Ohio State's one-point loss to North Carolina showed Devin Royal that the Buckeyes need more guys who can play harder.
ATLANTA – The message from coach Jake Diebler was still ringing in Devin Royal’s ears. Around him, the cacophony that had been Ohio State’s men's basketball one-point loss to No. 12 North Carolina was dying down. The stands had emptied out, workers were frantically cleaning State Farm Arena and the court for the CBS Sports Classic was about to be disassembled as the junior forward made his way to the visitors’ locker room.
His scarlet No. 21 jersey was more maroon than designed, a sweat-soaked token of the effort Royal had just put forth. In 36:25 of playing time, he scored a team-high 18 points, grabbed eight rebounds and had his final desperate put-back rejected by North Carolina’s Caleb Wilson at the buzzer.
After trailing by 11 points during the second half, the Buckeyes had rallied, taken a three-point lead with less than 50 seconds left but allowed the Tar Heels to close with four points to steal back the final 71-70 result. Diebler’s postgame message to his players: Aren’t you sick and tired of this happening?
“It’s a close game, then at the end something happens and they get up,” Royal said, clutching a white towel draped around his neck. “It’s always the same thing. I feel like today (against North Carolina) it was better until the end, but we still did the same thing at the end.”
That “same thing” was the inability to make one more play, be it offensively or defensively, needed to secure the victory. Still ahead by one point with about 30 seconds left, Ohio State turned the ball over against North Carolina’s full-court pressure despite being reminded in the huddle that the Buckeyes still had a timeout and also the possession arrow. When North Carolina guard Seth Trimble then slipped on his team’s final possession, the ball bounced from his hands past the outstretched arms of Christoph Tilly and right to Tar Heels center Henri Veesaar, who dunked it for the game-winning points.
Ohio State still had one more chance, but John Mobley’s 3-pointer after the final timeout did not fall, setting up Royal’s final putback attempt. The Buckeyes did enough to force the issue, rally and put the final outcome in doubt, but in the final 40 seconds it was North Carolina that made the plays necessary to win the game.
Afterward, a frustrated-sounding Diebler spoke of the Buckeyes needing to make some of their own luck by seizing moments and executing what they have done countless times in practice. He summed it up by imploring his players to find a way to simply break through.
To Royal, that meant making sure the whole team is connected when guys are coming off the bench.

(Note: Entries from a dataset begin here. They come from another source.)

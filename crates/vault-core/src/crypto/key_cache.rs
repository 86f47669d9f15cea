//! Process-wide cache of derived keys
//!
//! PBKDF2 costs on the order of a hundred milliseconds per call, so every open,
//! create and save goes through this cache. Entries are keyed by password and
//! remember the salt they were derived with; a lookup with a different salt
//! re-derives and replaces the entry.

use std::collections::HashMap;
use tokio::sync::RwLock;
use tracing::debug;
use zeroize::{Zeroize, Zeroizing};

use super::key_derivation::{derive_key, Salt};
use super::MasterKey;
use crate::error::{Result, VaultError};

struct CachedKey {
    salt: Salt,
    key: MasterKey,
}

/// Password -> derived key cache, shared between operations as `Arc<KeyCache>`
#[derive(Default)]
pub struct KeyCache {
    entries: RwLock<HashMap<String, CachedKey>>,
}

impl KeyCache {
    /// Create an empty cache
    pub fn new() -> Self {
        Self::default()
    }

    /// Return the cached key for `password`, deriving and storing it on a miss
    pub async fn get_or_derive(&self, password: &str, salt: &Salt) -> Result<MasterKey> {
        if let Some(cached) = self.entries.read().await.get(password) {
            if cached.salt == *salt {
                return Ok(cached.key.clone());
            }
        }

        let owned_password = Zeroizing::new(password.to_owned());
        let owned_salt = *salt;
        let key = tokio::task::spawn_blocking(move || derive_key(&owned_password, &owned_salt))
            .await
            .map_err(|e| VaultError::KeyDerivationError(e.to_string()))?;

        let mut entries = self.entries.write().await;
        entries.insert(
            password.to_owned(),
            CachedKey {
                salt: *salt,
                key: key.clone(),
            },
        );
        debug!("Derived key cached ({} entries)", entries.len());

        Ok(key)
    }

    /// Evict the entry for `password`; returns whether one was present
    pub async fn remove(&self, password: &str) -> bool {
        let mut entries = self.entries.write().await;
        match entries.remove_entry(password) {
            Some((mut stored_password, _)) => {
                stored_password.zeroize();
                debug!("Evicted cached key ({} entries left)", entries.len());
                true
            }
            None => false,
        }
    }

    /// Whether a key for `password` is cached
    pub async fn contains(&self, password: &str) -> bool {
        self.entries.read().await.contains_key(password)
    }

    pub async fn len(&self) -> usize {
        self.entries.read().await.len()
    }

    pub async fn is_empty(&self) -> bool {
        self.entries.read().await.is_empty()
    }

    /// Drop every cached key
    pub async fn clear(&self) {
        let mut entries = self.entries.write().await;
        for (mut password, _) in entries.drain() {
            password.zeroize();
        }
    }
}

impl std::fmt::Debug for KeyCache {
    fn fmt(&self, f: &mut std::fmt::Formatter<'_>) -> std::fmt::Result {
        f.debug_struct("KeyCache").finish_non_exhaustive()
    }
}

“When two guys, or maybe three guys, are not in (like) how we all are, it messes up the flow,” he said. “If two guys come off the bench not pumped up, not energized, not trying to hit somebody, (for) the guys out there they mess up the flow. That’s my opinion on it. We need to have a collective eight guys, 10 guys that want to play hard. That’s all we’ve got to do is play hard.”
The lack of production is an ongoing concern. After moving freshman Amare Bynum into the starting lineup and bringing sixth-year Wright State transfer Brandon Noel off the bench, the Buckeyes did not get a single point from their reserves against the Tar Heels while all five starters scored in double figures. It was the first time since an 86-77 loss at Maryland on Feb. 11, 2017, that Ohio State’s reserves did not score.
The Buckeyes will host Grambling State on Dec. 23 before breaking for the holidays and resuming the season with a Jan. 2 game at Rutgers. This is the final lengthy stretch without games, an opportunity for Ohio State to perhaps get one or two players more ready to contribute.
If a breakthrough is coming, this would be a good time to prepare the battering ram.
“It’s going to be the same thing: teams aren’t going to give you games,” Diebler said. “You’ve got to go take them. I think that’s the big thing, the message. We’ve got to go find a way to make it happen. No one’s going to give us anything.”